Last month, we reported that Google has been internally testing a new feature that could significantly reduce memory usage on Windows 10. With Chrome 89, which is now available for download, the search giant has finally enabled ‘PartitionAlloc-everywhere’ support for its browser.
Google has confirmed that Chrome 89 features better tab throttling, discard and better resource management with ‘PartitionAlloc-everywhere’.
This feature is supposed to improve the way in which Google Chrome performs on Windows 10. According to Chromium commits, ‘PartitionAlloc-everywhere’ support allows the browser to reduce RAM usage, load webpages faster and offer improved processor power management.

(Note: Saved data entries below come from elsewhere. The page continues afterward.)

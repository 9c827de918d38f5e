//! Time and text formatting helpers for display and export.
//!
//! Everything here is pure: the functions take values and return strings,
//! so the same formatting is shared by the history table, the CSV export and
//! the running-timer display.
//!
//! ## Format Specifications
//!
//! - **Durations**: `HH:MM:SS`, hours zero-padded to at least two digits and
//!   never wrapped at 24 (`25:00:00`, `100:00:00`)
//! - **Date-times**: `YYYY/MM/DD HH:MM:SS` in the local time zone
//! - **File stamps**: `YYYYMMDDHHmm` in the local time zone
//! - **Option labels**: long text cut to a character limit and suffixed
//!   with `…`
//!
//! ## Examples
//!
//! ```rust
//! use worktimer::libs::formatter::{format_duration_secs, option_label};
//!
//! assert_eq!(format_duration_secs(3_725), "01:02:05");
//! assert_eq!(format_duration_secs(90_000), "25:00:00");
//! assert_eq!(option_label("abcdef", 3), "abc…");
//! ```

use chrono::{DateTime, Local, TimeZone, Utc};

/// Suffix appended to labels cut by [`option_label`].
pub const ELLIPSIS: char = '…';

/// Formats a number of elapsed seconds as `HH:MM:SS`.
///
/// Negative input is clamped to zero. Hours keep growing past 99 rather than
/// wrapping, so a session spanning several days stays readable.
pub fn format_duration_secs(total_secs: i64) -> String {
    let total = total_secs.max(0);
    let hours = total / 3600;
    let mins = (total % 3600) / 60;
    let secs = total % 60;

    format!("{:02}:{:02}:{:02}", hours, mins, secs)
}

/// Parses the `H+:MM:SS` form produced by [`format_duration_secs`].
pub fn parse_duration_secs(value: &str) -> Option<i64> {
    let mut parts = value.split(':');
    let hours: i64 = parts.next()?.parse().ok()?;
    let mins: i64 = parts.next()?.parse().ok()?;
    let secs: i64 = parts.next()?.parse().ok()?;
    if parts.next().is_some() || hours < 0 || !(0..60).contains(&mins) || !(0..60).contains(&secs) {
        return None;
    }
    hours.checked_mul(3600)?.checked_add(mins * 60 + secs)
}

/// Renders an instant as `YYYY/MM/DD HH:MM:SS` in the given time zone.
pub fn format_date_time_in<Tz: TimeZone>(instant: &DateTime<Utc>, tz: &Tz) -> String
where
    Tz::Offset: std::fmt::Display,
{
    instant.with_timezone(tz).format("%Y/%m/%d %H:%M:%S").to_string()
}

/// Renders an instant as `YYYY/MM/DD HH:MM:SS` in local time.
pub fn format_date_time(instant: &DateTime<Utc>) -> String {
    format_date_time_in(instant, &Local)
}

/// Minute-resolution stamp used in export file names.
pub fn file_name_stamp<Tz: TimeZone>(instant: &DateTime<Tz>) -> String
where
    Tz::Offset: std::fmt::Display,
{
    instant.format("%Y%m%d%H%M").to_string()
}

/// Cuts `text` to `max_chars` characters and appends `…` when anything was cut.
pub fn option_label(text: &str, max_chars: usize) -> String {
    if text.chars().count() <= max_chars {
        return text.to_string();
    }
    let mut label: String = text.chars().take(max_chars).collect();
    label.push(ELLIPSIS);
    label
}

#[cfg(test)]
mod tests {
    use super::*;
    use chrono::FixedOffset;

    #[test]
    fn test_duration_parse_rejects_garbage() {
        assert_eq!(parse_duration_secs("01:02:03"), Some(3723));
        assert_eq!(parse_duration_secs("125:00:00"), Some(450_000));
        assert_eq!(parse_duration_secs("01:60:00"), None);
        assert_eq!(parse_duration_secs("01:02"), None);
        assert_eq!(parse_duration_secs("a:b:c"), None);
        assert_eq!(parse_duration_secs("01:02:03:04"), None);
    }

    #[test]
    fn test_duration_parse_rejects_overflow() {
        assert_eq!(parse_duration_secs("9000000000000000:00:00"), None);
        assert_eq!(parse_duration_secs("99999999999999999999:00:00"), None);
    }

    #[test]
    fn test_date_time_uses_target_zone() {
        let instant = Utc.with_ymd_and_hms(2025, 1, 15, 23, 30, 5).unwrap();
        let tokyo = FixedOffset::east_opt(9 * 3600).unwrap();
        assert_eq!(format_date_time_in(&instant, &tokyo), "2025/01/16 08:30:05");
        assert_eq!(format_date_time_in(&instant, &Utc), "2025/01/15 23:30:05");
    }
}
//! Messages as they appear in a channel's backlog.

use bitflags::bitflags;

bitflags! {
    /// Display flags attached to a message.
    #[derive(Debug, Clone, Copy, PartialEq, Eq)]
    pub struct MessageFlags: u8 {
        /// The message was generated by the client rather than sent by a user.
        const SYSTEM = 1 << 0;
        /// The message is rendered collapsed until the user expands it.
        const COLLAPSED = 1 << 1;
    }
}

/// A single line in a channel's backlog.
#[derive(Debug, Clone, PartialEq, Eq)]
pub struct Message {
    /// The display text.
    text: String,
    /// Display flags.
    flags: MessageFlags,
}

impl Message {
    /// Creates a system message with the given display text.
    #[must_use]
    pub fn system(text: impl Into<String>) -> Message {
        Message {
            text: text.into(),
            flags: MessageFlags::SYSTEM,
        }
    }

    /// Creates the collapsed system message that summarizes a batch of
    /// users, e.g. `Users joined: alice, bob`.
    #[must_use]
    pub fn user_list(label: &str, users: &[String]) -> Message {
        let mut message = Message::system(format!("{label} {}", users.join(", ")));
        message.flags |= MessageFlags::COLLAPSED;

        message
    }

    /// Returns the display text.
    #[must_use]
    pub fn text(&self) -> &str {
        &self.text
    }

    /// Returns the display flags.
    #[must_use]
    pub const fn flags(&self) -> MessageFlags {
        self.flags
    }
}

#[cfg(test)]
mod tests {
    use super::*;

    #[test]
    fn system_messages_are_flagged() {
        let message = Message::system("connected");

        assert_eq!(message.text(), "connected");
        assert_eq!(message.flags(), MessageFlags::SYSTEM);
    }

    #[test]
    fn user_list_joins_names_with_commas() {
        let users = vec!["alice".to_string(), "bob".to_string()];
        let message = Message::user_list("Users joined:", &users);

        assert_eq!(message.text(), "Users joined: alice, bob");
        assert_eq!(
            message.flags(),
            MessageFlags::SYSTEM | MessageFlags::COLLAPSED
        );
    }
}
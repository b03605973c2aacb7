//! A chat channel and the participant state that hangs off it.

use std::time::Duration;

use tokio::sync::mpsc;
use tracing::debug;

use crate::chatters::ChannelChatters;
use crate::config::ChattersConfig;
use crate::consts;
use crate::message::Message;

/// A single chat channel.
///
/// The channel owns the sending half of its message backlog and the
/// participant tracker that posts into it; whoever renders the channel
/// holds the receiving half.
pub struct Channel {
    /// The channel name.
    name: String,
    /// Sender half of the channel's message backlog.
    messages: mpsc::UnboundedSender<Message>,
    /// Participant and metadata tracking.
    chatters: ChannelChatters,
}

impl Channel {
    /// Creates a new channel together with the receiving half of its
    /// message backlog.
    #[must_use]
    pub fn new(name: impl Into<String>) -> (Channel, mpsc::UnboundedReceiver<Message>) {
        Channel::with_flush_delay(name, consts::DEFAULT_FLUSH_DELAY)
    }

    /// Creates a new channel using the tracker settings from `config`.
    #[must_use]
    pub fn with_config(
        name: impl Into<String>,
        config: &ChattersConfig,
    ) -> (Channel, mpsc::UnboundedReceiver<Message>) {
        Channel::with_flush_delay(name, config.flush_delay)
    }

    /// Creates a new channel with a custom join/part flush delay.
    #[must_use]
    pub fn with_flush_delay(
        name: impl Into<String>,
        flush_delay: Duration,
    ) -> (Channel, mpsc::UnboundedReceiver<Message>) {
        let (tx, rx) = mpsc::unbounded_channel();
        let chatters = ChannelChatters::new(tx.clone(), flush_delay);

        let channel = Channel {
            name: name.into(),
            messages: tx,
            chatters,
        };

        (channel, rx)
    }

    /// Returns the name of the channel.
    #[must_use]
    pub fn name(&self) -> &str {
        &self.name
    }

    /// Returns the channel's participant tracker.
    #[must_use]
    pub fn chatters(&self) -> &ChannelChatters {
        &self.chatters
    }

    /// Posts a message to the channel's backlog.
    ///
    /// A closed backlog means the surrounding application is tearing the
    /// channel down, in which case the message is discarded.
    pub fn add_message(&self, message: Message) {
        if self.messages.send(message).is_err() {
            debug!(channel = %self.name, "backlog closed, dropping message");
        }
    }
}
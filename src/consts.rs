use std::time::Duration;

/// The default duration that join and part events are held back so that a
/// burst of them collapses into a single system message.
pub const DEFAULT_FLUSH_DELAY: Duration = Duration::from_millis(500);
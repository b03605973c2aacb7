//! Error types

use miette::Diagnostic;
use thiserror::Error;

/// Errors for configuration loading and user metadata parsing.
#[derive(Error, Debug, Diagnostic)]
pub enum Error {
    /// Failed to load or parse the configuration.
    #[error("Could not load configuration")]
    Config(#[source] figment::Error),
    /// Failed to parse a user color.
    #[error("Invalid user color")]
    Color(#[from] crate::color::ParseColorError),
}
//! Translation of pronoun codes to display text.
//!
//! Pronoun annotations arrive as short internal codes (e.g. `theythem`)
//! and are translated to human-readable text through a fixed table.

/// Translates an internal pronoun code to its display text.
///
/// Returns `None` for codes outside the fixed table so callers can fall
/// back to showing nothing.
#[must_use]
pub fn display(code: &str) -> Option<&'static str> {
    let text = match code {
        "aeaer" => "Ae/Aer",
        "any" => "Any",
        "eem" => "E/Em",
        "faefaer" => "Fae/Faer",
        "hehim" => "He/Him",
        "heshe" => "He/She",
        "hethem" => "He/They",
        "itits" => "It/Its",
        "other" => "Other",
        "perper" => "Per/Per",
        "sheher" => "She/Her",
        "shethem" => "She/They",
        "theythem" => "They/Them",
        "vever" => "Ve/Ver",
        "xexem" => "Xe/Xem",
        "ziehir" => "Zie/Hir",
        _ => return None,
    };

    Some(text)
}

PartitionAlloc-everywhere feature comes with an advanced memory allocator to reduce memory usage of Chrome by up to 22% in the browser process. Likewise, Google says the update has reduced memory usage by 8% in the browser’s renderer, and 3% in the GPU.
Google Chrome has also become 9% more responsive, thanks to the new tabs discarding improvements.
Chrome 89 represents a minor drop in memory usage of foreground tabs as well. To reduce the memory usage of foreground tabs, Google Chrome will now discard the foreground tab automatically and reclaim up to 100MiB per tab, which could be more than 20% on some popular sites.
In addition to performance improvements, Chrome 89 for Windows 10 also comes with early support for the modern share UI, which could soon allow you to easily share webpages via other installed apps, such as Outlook and OneNote.
You can even use the modern share feature to send webpages to nearby devices over Wi-Fi and Bluetooth.
These changes are rolling out with Chrome 89 for Windows and Google is already testing additional improvements.
Upcoming improvements
For example, Google plans to purge thread cache periodically in child processes of Chrome. This happens on a per-process basis, which should improve the overall performance for GPU, rendering and utility.